(Saved data entries)
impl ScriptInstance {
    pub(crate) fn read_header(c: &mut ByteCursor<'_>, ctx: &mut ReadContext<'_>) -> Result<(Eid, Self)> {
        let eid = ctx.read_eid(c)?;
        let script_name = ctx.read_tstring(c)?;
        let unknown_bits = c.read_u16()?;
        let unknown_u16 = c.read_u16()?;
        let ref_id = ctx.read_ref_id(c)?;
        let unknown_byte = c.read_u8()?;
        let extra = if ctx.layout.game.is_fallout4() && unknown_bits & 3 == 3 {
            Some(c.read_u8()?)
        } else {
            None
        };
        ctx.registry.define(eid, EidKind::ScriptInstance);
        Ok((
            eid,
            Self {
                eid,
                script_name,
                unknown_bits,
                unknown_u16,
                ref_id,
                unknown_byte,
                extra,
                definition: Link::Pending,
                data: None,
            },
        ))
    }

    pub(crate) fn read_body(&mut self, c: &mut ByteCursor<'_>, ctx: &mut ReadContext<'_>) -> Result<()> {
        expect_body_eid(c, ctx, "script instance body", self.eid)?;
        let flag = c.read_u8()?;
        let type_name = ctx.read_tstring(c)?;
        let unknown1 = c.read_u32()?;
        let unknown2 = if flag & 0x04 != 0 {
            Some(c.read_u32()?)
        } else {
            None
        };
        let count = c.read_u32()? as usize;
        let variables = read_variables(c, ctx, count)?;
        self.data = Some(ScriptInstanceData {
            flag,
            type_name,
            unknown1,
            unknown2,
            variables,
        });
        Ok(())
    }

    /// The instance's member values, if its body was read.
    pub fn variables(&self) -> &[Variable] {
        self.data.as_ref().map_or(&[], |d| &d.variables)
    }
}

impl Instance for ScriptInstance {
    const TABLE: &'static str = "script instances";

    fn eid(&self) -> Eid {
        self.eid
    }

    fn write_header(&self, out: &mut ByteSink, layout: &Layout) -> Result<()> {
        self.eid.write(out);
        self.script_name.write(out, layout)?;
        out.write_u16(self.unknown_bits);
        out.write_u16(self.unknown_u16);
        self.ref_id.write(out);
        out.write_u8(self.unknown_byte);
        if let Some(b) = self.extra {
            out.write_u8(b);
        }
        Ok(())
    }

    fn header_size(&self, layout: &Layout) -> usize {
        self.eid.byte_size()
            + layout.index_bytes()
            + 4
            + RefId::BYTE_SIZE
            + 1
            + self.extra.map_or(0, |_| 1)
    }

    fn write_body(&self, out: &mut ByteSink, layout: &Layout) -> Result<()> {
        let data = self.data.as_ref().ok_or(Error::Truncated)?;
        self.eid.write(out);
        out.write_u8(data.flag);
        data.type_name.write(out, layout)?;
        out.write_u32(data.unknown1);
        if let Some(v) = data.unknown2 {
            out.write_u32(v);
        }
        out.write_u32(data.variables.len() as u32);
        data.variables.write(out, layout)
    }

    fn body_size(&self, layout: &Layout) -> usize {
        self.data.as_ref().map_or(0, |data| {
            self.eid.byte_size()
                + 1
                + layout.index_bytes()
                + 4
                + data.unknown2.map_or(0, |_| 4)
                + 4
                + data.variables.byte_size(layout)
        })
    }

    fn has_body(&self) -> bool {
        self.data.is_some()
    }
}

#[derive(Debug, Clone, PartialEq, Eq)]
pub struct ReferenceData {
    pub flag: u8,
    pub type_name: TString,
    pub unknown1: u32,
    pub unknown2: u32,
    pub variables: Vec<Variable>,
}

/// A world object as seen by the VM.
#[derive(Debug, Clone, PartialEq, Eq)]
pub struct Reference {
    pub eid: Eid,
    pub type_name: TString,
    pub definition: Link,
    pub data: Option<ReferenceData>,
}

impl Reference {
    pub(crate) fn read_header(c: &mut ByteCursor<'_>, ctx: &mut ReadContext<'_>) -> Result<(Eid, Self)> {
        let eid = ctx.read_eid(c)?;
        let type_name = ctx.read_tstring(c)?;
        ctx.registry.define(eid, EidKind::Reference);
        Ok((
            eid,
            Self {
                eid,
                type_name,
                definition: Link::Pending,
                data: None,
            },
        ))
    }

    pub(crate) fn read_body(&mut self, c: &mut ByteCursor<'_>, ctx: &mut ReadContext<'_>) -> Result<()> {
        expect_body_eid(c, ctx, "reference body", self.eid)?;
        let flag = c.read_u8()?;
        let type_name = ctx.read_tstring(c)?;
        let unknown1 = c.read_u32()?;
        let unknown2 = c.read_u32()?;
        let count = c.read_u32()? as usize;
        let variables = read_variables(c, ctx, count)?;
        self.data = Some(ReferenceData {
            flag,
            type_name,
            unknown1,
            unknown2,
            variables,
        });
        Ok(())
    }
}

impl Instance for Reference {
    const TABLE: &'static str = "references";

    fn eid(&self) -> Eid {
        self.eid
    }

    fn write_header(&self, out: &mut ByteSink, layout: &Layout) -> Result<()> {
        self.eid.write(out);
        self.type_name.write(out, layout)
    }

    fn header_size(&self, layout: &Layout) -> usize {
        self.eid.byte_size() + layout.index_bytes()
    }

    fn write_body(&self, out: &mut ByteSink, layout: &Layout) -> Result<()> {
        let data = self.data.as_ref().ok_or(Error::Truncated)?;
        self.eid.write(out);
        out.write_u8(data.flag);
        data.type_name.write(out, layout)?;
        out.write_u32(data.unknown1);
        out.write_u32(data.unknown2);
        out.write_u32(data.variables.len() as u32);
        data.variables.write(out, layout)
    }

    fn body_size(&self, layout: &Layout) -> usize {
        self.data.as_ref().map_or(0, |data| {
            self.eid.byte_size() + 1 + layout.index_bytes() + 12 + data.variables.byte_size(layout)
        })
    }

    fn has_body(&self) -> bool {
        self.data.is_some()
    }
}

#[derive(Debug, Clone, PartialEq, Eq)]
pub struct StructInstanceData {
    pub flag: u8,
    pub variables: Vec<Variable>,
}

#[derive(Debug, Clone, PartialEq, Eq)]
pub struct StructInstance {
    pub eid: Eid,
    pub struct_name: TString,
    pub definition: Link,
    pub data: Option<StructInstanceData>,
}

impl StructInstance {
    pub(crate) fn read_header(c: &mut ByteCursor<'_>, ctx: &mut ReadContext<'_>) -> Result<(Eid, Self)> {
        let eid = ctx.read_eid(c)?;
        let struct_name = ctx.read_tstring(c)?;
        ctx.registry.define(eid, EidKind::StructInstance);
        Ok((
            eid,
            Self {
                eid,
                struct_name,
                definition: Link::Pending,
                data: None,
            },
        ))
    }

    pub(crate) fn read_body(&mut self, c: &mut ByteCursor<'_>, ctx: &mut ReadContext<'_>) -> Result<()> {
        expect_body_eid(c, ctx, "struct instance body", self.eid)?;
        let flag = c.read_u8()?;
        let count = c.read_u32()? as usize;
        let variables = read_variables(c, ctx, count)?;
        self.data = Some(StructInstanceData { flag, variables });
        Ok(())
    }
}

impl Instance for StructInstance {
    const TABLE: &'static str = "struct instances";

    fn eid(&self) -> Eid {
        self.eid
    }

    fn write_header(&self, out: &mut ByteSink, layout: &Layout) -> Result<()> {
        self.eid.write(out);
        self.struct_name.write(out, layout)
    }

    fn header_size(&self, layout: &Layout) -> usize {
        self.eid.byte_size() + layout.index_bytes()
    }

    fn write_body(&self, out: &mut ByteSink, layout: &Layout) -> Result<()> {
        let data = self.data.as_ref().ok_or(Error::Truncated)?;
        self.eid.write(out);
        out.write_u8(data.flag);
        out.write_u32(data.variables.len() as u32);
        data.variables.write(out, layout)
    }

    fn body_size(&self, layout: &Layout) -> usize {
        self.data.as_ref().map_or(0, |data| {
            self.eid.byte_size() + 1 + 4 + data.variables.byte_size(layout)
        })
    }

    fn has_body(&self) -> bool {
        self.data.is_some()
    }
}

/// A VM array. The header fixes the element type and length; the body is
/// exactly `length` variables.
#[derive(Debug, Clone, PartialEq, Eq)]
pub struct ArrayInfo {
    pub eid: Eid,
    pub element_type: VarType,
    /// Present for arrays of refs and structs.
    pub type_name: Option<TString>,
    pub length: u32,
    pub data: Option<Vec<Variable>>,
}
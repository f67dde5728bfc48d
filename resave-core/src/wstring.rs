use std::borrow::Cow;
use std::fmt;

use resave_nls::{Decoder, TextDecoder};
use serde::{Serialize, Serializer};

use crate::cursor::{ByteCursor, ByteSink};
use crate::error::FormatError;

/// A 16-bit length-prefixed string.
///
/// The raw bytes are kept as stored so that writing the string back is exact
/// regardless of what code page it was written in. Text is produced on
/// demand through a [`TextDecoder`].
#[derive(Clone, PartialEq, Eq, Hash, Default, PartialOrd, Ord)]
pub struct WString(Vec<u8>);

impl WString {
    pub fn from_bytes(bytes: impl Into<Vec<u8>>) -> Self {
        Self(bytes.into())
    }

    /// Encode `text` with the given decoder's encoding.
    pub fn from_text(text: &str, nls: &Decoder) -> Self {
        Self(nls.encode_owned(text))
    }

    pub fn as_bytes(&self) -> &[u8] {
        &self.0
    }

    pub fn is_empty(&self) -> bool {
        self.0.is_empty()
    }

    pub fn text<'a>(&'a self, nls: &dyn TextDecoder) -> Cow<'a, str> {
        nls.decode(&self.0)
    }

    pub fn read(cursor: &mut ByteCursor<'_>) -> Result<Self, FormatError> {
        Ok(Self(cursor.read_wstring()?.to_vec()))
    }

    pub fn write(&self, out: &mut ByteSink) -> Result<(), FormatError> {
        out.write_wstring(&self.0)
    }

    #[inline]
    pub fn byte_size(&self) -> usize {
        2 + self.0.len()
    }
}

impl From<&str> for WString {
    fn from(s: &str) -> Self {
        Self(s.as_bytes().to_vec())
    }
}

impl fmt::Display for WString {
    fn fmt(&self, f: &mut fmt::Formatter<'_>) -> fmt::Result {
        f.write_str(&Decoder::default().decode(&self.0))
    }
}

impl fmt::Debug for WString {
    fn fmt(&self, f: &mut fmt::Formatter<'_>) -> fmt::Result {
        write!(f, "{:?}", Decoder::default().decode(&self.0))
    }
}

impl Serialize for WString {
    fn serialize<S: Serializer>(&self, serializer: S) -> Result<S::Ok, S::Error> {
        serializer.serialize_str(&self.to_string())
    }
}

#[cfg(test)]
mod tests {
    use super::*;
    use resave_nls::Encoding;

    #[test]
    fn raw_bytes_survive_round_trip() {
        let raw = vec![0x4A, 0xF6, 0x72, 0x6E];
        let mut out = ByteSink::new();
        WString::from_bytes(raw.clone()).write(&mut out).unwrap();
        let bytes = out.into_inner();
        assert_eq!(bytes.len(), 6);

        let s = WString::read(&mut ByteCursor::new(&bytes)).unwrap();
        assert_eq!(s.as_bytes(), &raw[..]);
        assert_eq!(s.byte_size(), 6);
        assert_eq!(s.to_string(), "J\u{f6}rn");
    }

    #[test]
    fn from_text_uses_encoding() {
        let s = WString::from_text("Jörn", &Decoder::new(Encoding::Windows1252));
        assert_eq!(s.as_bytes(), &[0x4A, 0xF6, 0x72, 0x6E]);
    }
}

## WHAT THIS TASK INVOLVES
The required output is the stretch of entries above from the line containing "use std::fmt;" through the line containing "WString::from_bytes(raw.clone()).write(&mut out).unwrap();", reproduced exactly.

## OUTPUT BELOW
use std::fmt;

use resave_nls::{Decoder, TextDecoder};
use serde::{Serialize, Serializer};

use crate::cursor::{ByteCursor, ByteSink};
use crate::error::FormatError;

/// A 16-bit length-prefixed string.
///
/// The raw bytes are kept as stored so that writing the string back is exact
/// regardless of what code page it was written in. Text is produced on
/// demand through a [`TextDecoder`].
#[derive(Clone, PartialEq, Eq, Hash, Default, PartialOrd, Ord)]
pub struct WString(Vec<u8>);

impl WString {
    pub fn from_bytes(bytes: impl Into<Vec<u8>>) -> Self {
        Self(bytes.into())
    }

    /// Encode `text` with the given decoder's encoding.
    pub fn from_text(text: &str, nls: &Decoder) -> Self {
        Self(nls.encode_owned(text))
    }

    pub fn as_bytes(&self) -> &[u8] {
        &self.0
    }

    pub fn is_empty(&self) -> bool {
        self.0.is_empty()
    }

    pub fn text<'a>(&'a self, nls: &dyn TextDecoder) -> Cow<'a, str> {
        nls.decode(&self.0)
    }

    pub fn read(cursor: &mut ByteCursor<'_>) -> Result<Self, FormatError> {
        Ok(Self(cursor.read_wstring()?.to_vec()))
    }

    pub fn write(&self, out: &mut ByteSink) -> Result<(), FormatError> {
        out.write_wstring(&self.0)
    }

    #[inline]
    pub fn byte_size(&self) -> usize {
        2 + self.0.len()
    }
}

impl From<&str> for WString {
    fn from(s: &str) -> Self {
        Self(s.as_bytes().to_vec())
    }
}

impl fmt::Display for WString {
    fn fmt(&self, f: &mut fmt::Formatter<'_>) -> fmt::Result {
        f.write_str(&Decoder::default().decode(&self.0))
    }
}

impl fmt::Debug for WString {
    fn fmt(&self, f: &mut fmt::Formatter<'_>) -> fmt::Result {
        write!(f, "{:?}", Decoder::default().decode(&self.0))
    }
}

impl Serialize for WString {
    fn serialize<S: Serializer>(&self, serializer: S) -> Result<S::Ok, S::Error> {
        serializer.serialize_str(&self.to_string())
    }
}

#[cfg(test)]
mod tests {
    use super::*;
    use resave_nls::Encoding;

    #[test]
    fn raw_bytes_survive_round_trip() {
        let raw = vec![0x4A, 0xF6, 0x72, 0x6E];
        let mut out = ByteSink::new();
        WString::from_bytes(raw.clone()).write(&mut out).unwrap();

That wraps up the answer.